Only 16 exploration and appraisal wells have been drilled in the two blocks, but estimates for the volumes of gas found are breathtaking. Anadarko says it has up to 850bn cm of recoverable gas in Prosperidade and up to the same volume in Golfinho-Atum, giving a total for Area 1 in the range 850bn-1,700bn cm recoverable. Upside extends to 2,830bn cm from known reservoirs, and there are other structures still to be drilled. Eni’s latest estimate for Area 4 is 1,980bn cm of gas-in-place, of which “at least” 566bn cm lies entirely within the block.
The figures point to the two blocks together holding over 3,000bn cm of recoverable gas – equivalent to two-thirds of Algeria’s entire reserves. With a 5m t/y LNG train consuming 250bn-300bn cm of gas over a project-lifetime, the reserves discovered could support as many as 10 trains, with additional gas supplied for inland use.
Tanzania and Kenya
Just north of Mozambique’s fields, BG has substantial discoveries in Tanzanian waters. Six wells in Blocks 1, 3 and 4, drilled over the past two years, have produced six consecutive finds – Pweza, Chewa, Chaza, Jodari, Mzia and Papa, in water-depths ranging from just under 1,000 metres to 2,186 metres.
BG’s partner, UK company Ophir Energy, estimates that the three blocks hold 382bn-595bn cm of gas-in-place – “meeting the threshold for a two-train LNG development”, the company says. The anchor discovery for the development is seen as Jodari in Block 1, found in March and lying about 40 km off Mtwara port in 1,150 metres of water. Ophir’s gas-in-place estimate for Jodari is 127bn cm.
In late-September BG started a three-well appraisal campaign at Jodari, with wells at Jodari North, Jodari South and a sidetrack, to be followed by a production-test in the first quarter of next year.
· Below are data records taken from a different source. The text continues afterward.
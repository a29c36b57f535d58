use std::collections::TryReserveError;
use std::mem;

use crate::error::{BenchError, Result};

/// Independent mutable copies of a base sequence, one per upcoming timed invocation.
///
/// Building the copies is what keeps allocation and memcpy out of the timed region, so every
/// method here must be called before the timer starts.
#[derive(Debug, Clone)]
pub struct WorkingSet<T> {
    copies: Vec<Vec<T>>,
    memory_limit: Option<usize>,
}

impl<T> Default for WorkingSet<T> {
    fn default() -> Self {
        Self {
            copies: Vec::new(),
            memory_limit: None,
        }
    }
}

impl<T: Clone> WorkingSet<T> {
    pub fn new() -> Self {
        Self::default()
    }

    /// Empty working set that refuses to grow beyond `bytes` of element storage.
    pub fn with_memory_limit(bytes: usize) -> Self {
        Self {
            copies: Vec::new(),
            memory_limit: Some(bytes),
        }
    }

    /// Builds `count` fresh copies of `base`.
    pub fn materialize(base: &[T], count: usize) -> Result<Self> {
        let mut working_set = Self::new();
        working_set.refill(base, count)?;
        Ok(working_set)
    }

    /// Replaces the contents with `count` fresh copies of `base`.
    ///
    /// If the previous contents had the same shape, the existing buffers are overwritten in place
    /// and nothing is allocated. Otherwise the old copies are released first and new ones are
    /// allocated fallibly.
    pub fn refill(&mut self, base: &[T], count: usize) -> Result<()> {
        if count == 0 {
            return Err(BenchError::InvalidInvocationCount(count));
        }

        let requested_bytes = self.check_budget(base.len(), count)?;

        let same_shape =
            self.copies.len() == count && self.copies.iter().all(|copy| copy.len() == base.len());
        if same_shape {
            for copy in self.copies.iter_mut() {
                copy.clone_from_slice(base);
            }
            return Ok(());
        }

        self.copies = Vec::new();

        let out_of_resources = |_: TryReserveError| BenchError::OutOfResources { requested_bytes };

        let mut copies = Vec::new();
        copies.try_reserve_exact(count).map_err(out_of_resources)?;
        for _ in 0..count {
            let mut copy = Vec::new();
            copy.try_reserve_exact(base.len()).map_err(out_of_resources)?;
            copy.extend_from_slice(base);
            copies.push(copy);
        }

        self.copies = copies;
        Ok(())
    }

    fn check_budget(&self, len: usize, count: usize) -> Result<usize> {
        let elem_size = mem::size_of::<T>().max(1);
        let requested_bytes = count
            .checked_mul(len)
            .and_then(|elems| elems.checked_mul(elem_size))
            .ok_or(BenchError::OutOfResources {
                requested_bytes: usize::MAX,
            })?;

        let over_limit = self.memory_limit.is_some_and(|limit| requested_bytes > limit);
        if over_limit || requested_bytes > isize::MAX as usize {
            return Err(BenchError::OutOfResources { requested_bytes });
        }

        Ok(requested_bytes)
    }
}

impl<T> WorkingSet<T> {
    /// Number of copies.
    pub fn len(&self) -> usize {
        self.copies.len()
    }

    pub fn is_empty(&self) -> bool {
        self.copies.is_empty()
    }

    pub fn get(&self, index: usize) -> Option<&[T]> {
        self.copies.get(index).map(Vec::as_slice)
    }

    pub fn get_mut(&mut self, index: usize) -> Option<&mut [T]> {
        self.copies.get_mut(index).map(Vec::as_mut_slice)
    }

    pub fn iter(&self) -> impl Iterator<Item = &[T]> {
        self.copies.iter().map(Vec::as_slice)
    }

    /// Drops all copies and their memory.
    pub fn clear(&mut self) {
        self.copies = Vec::new();
    }
}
Tanzania’s southern offshore has also yielded two large gas discoveries for Statoil, operator of Block 2. In February the company announced a “high-impact” discovery with its first well, Zafarani-1, which it said had located up to 142bn cm of gas-in-place, and it raised the estimate to 170bn cm after drilling a sidetrack. The second well, Lavani-1, drilled 16 km southwest of Zafarani, made a find holding 85bn cm in-place. Water-depths are 2,582 metres at Zafarani and 2,400 metres at Lavani.
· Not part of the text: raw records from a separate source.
//! Commit walks between release points.

use chrono::{DateTime, TimeZone, Utc};
use git2::{Commit, Oid, Repository, Revwalk};
use semver::Version;
use serde::{Deserialize, Serialize};
use tracing::debug;

use crate::config::Settings;
use crate::error::GitError;

/// A commit yielded by [`commits_between`].
#[derive(Debug, Clone, Serialize, Deserialize)]
pub struct CommitInfo {
    pub id: String,
    pub summary: String,
    pub message: String,
    pub author_name: String,
    pub author_email: String,
    pub timestamp: DateTime<Utc>,
    pub parent_ids: Vec<String>,
}

impl CommitInfo {
    fn from_commit(commit: &Commit) -> Self {
        let time = commit.time();
        let timestamp = Utc
            .timestamp_opt(time.seconds(), 0)
            .single()
            .unwrap_or_else(Utc::now);

        CommitInfo {
            id: commit.id().to_string(),
            summary: commit.summary().unwrap_or("").to_string(),
            message: commit.message().unwrap_or("").to_string(),
            author_name: commit.author().name().unwrap_or("").to_string(),
            author_email: commit.author().email().unwrap_or("").to_string(),
            timestamp,
            parent_ids: commit.parent_ids().map(|id| id.to_string()).collect(),
        }
    }
}

/// Walk commits from one release back toward another.
///
/// `to` names the start of the walk; when omitted, the tip of
/// `settings.default_branch` is used instead. `from` is the exclusive lower
/// bound; when omitted, the walk runs to the root of history. Both versions
/// resolve through `refs/tags/<prefix><version>`, eagerly, so a missing tag
/// fails here rather than mid-iteration.
///
/// The returned [`CommitWalk`] yields newest-first in the order the
/// underlying revwalk provides. It is lazy and single-use; call this
/// function again for a fresh walk.
///
/// A lower bound that is not an ancestor of the start point is never
/// reached, and the walk then covers all history reachable from the start.
/// Set [`Settings::strict_ancestry`] to turn that case into
/// [`GitError::BoundUnreachable`].
pub fn commits_between<'repo>(
    repo: &'repo Repository,
    settings: &Settings,
    from: Option<&Version>,
    to: Option<&Version>,
) -> Result<CommitWalk<'repo>, GitError> {
    let lower_bound = from
        .map(|version| resolve_version_tag(repo, settings, version))
        .transpose()?;

    let start = match to {
        Some(version) => resolve_version_tag(repo, settings, version)?,
        None => resolve_branch_tip(repo, &settings.default_branch)?,
    };

    let mut revwalk = repo.revwalk().map_err(GitError::RevwalkError)?;
    revwalk.push(start).map_err(GitError::RevwalkError)?;

    debug!(start = %start, lower_bound = ?lower_bound, "Starting commit walk");

    Ok(CommitWalk {
        repo,
        revwalk,
        lower_bound,
        start,
        strict: settings.strict_ancestry,
        finished: false,
    })
}

fn resolve_version_tag(
    repo: &Repository,
    settings: &Settings,
    version: &Version,
) -> Result<Oid, GitError> {
    let ref_name = format!("{}{}", settings.tag_ref_prefix(), version);
    let reference = repo
        .find_reference(&ref_name)
        .map_err(|e| GitError::ReferenceNotFound(ref_name.clone(), e))?;
    let commit = reference
        .peel_to_commit()
        .map_err(|e| GitError::PeelFailed(ref_name, e))?;
    Ok(commit.id())
}

fn resolve_branch_tip(repo: &Repository, branch_name: &str) -> Result<Oid, GitError> {
    let branch = repo
        .find_branch(branch_name, git2::BranchType::Local)
        .map_err(|e| GitError::ReferenceNotFound(branch_name.to_string(), e))?;
    let commit = branch
        .get()
        .peel_to_commit()
        .map_err(|e| GitError::PeelFailed(branch_name.to_string(), e))?;
    Ok(commit.id())
}

/// Lazy producer for [`commits_between`].
///
/// Stops at the exclusive lower bound; the start commit itself is the first
/// item. Dropping the walk early performs no further repository reads.
pub struct CommitWalk<'repo> {
    repo: &'repo Repository,
    revwalk: Revwalk<'repo>,
    lower_bound: Option<Oid>,
    start: Oid,
    strict: bool,
    finished: bool,
}

impl Iterator for CommitWalk<'_> {
    type Item = Result<CommitInfo, GitError>;

    fn next(&mut self) -> Option<Self::Item> {
        if self.finished {
            return None;
        }

        match self.revwalk.next() {
            None => {
                self.finished = true;
                // History exhausted without hitting the bound. The lenient
                // default treats this as a complete walk.
                match (self.strict, self.lower_bound) {
                    (true, Some(bound)) => Some(Err(GitError::BoundUnreachable {
                        bound: bound.to_string(),
                        start: self.start.to_string(),
                    })),
                    _ => None,
                }
            }
            Some(Err(e)) => {
                self.finished = true;
                Some(Err(GitError::RevwalkError(e)))
            }
            Some(Ok(oid)) => {
                if self.lower_bound == Some(oid) {
                    self.finished = true;
                    return None;
                }
                match self.repo.find_commit(oid) {
                    Ok(commit) => Some(Ok(CommitInfo::from_commit(&commit))),
                    Err(e) => {
                        self.finished = true;
                        Some(Err(GitError::ParseCommit(e)))
                    }
                }
            }
        }
    }
}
Illustrating the uncertainties of new-province operations, in September the government ordered the Tanzania Petroleum Development Corporation to carry out a review of the 26 current production-sharing contracts, “to ensure the country gets a fair share of its resources”. However, the energy and minerals ministry subsequently gave an assurance that existing contracts would be respected, saying the purpose of the review was to contribute to the development of a gas policy – due to be presented to parliament in the session opening in October.
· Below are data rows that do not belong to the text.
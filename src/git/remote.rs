//! Remote URL lookup.

use git2::{ErrorCode, Repository};
use tracing::debug;

use crate::error::GitError;

/// URL of the named remote, or `None` when no such remote is configured.
///
/// Absence is a normal outcome, not an error; the host tool decides whether
/// a missing remote matters. Pass `settings.default_remote` for the usual
/// `origin` lookup.
pub fn remote_url(repo: &Repository, name: &str) -> Result<Option<String>, GitError> {
    let remote = match repo.find_remote(name) {
        Ok(remote) => remote,
        Err(e) if e.code() == ErrorCode::NotFound => {
            debug!(remote = name, "Remote not configured");
            return Ok(None);
        }
        Err(e) => return Err(GitError::RemoteLookup(name.to_string(), e)),
    };

    match remote.url() {
        Some(url) => Ok(Some(url.to_string())),
        None => Err(GitError::RemoteUrlEncoding(name.to_string())),
    }
}
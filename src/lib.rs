//! kleio - Git metadata queries for changelog and release-notes tooling.
//!
//! # Overview
//!
//! kleio is the git-facing layer of a changelog generator. It answers three
//! questions about a repository on disk: which version tags exist, which
//! commits lie between two releases, and where a named remote points. Every
//! query is a stateless read delegated to git2; nothing is cached and
//! nothing is written.
//!
//! ```no_run
//! use std::path::Path;
//!
//! use kleio::{Settings, commits_between, list_version_tags, open_repository};
//!
//! # fn main() -> Result<(), kleio::GitError> {
//! let settings = Settings::default();
//! let repo = open_repository(Path::new("path/to/repo"))?;
//!
//! for candidate in list_version_tags(&repo, &settings)? {
//!     println!("tag: {candidate}");
//! }
//!
//! let previous = semver::Version::new(1, 0, 0);
//! for commit in commits_between(&repo, &settings, Some(&previous), None)? {
//!     println!("{}", commit?.summary);
//! }
//! # Ok(())
//! # }
//! ```

pub mod config;
pub mod error;
pub mod git;

// Re-export commonly used types
pub use config::Settings;
pub use error::GitError;
pub use git::{
    CommitInfo, CommitWalk, commits_between, latest_version, list_version_tags, open_repository,
    parse_version, remote_url,
};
The opening of the country’s fourth offshore licensing round – originally scheduled for last year, then set for September this year – has also been postponed again, until after the gas policy is decided. The round will offer nine blocks extending north from the southern border and lying east of existing licensed areas. Water-depths are in the band 2,000 metres to 3,000 metres.
In September came the news that East Africa’s gas could extend as far north as the mid-part of the Kenyan coast. Apache made a discovery with its first well in Block L8 – Mbawa-1, drilled about 70 km off Malindi. The well passed through three gas zones totalling 52 metres net, making the first hydrocarbons discovery in Kenyan waters.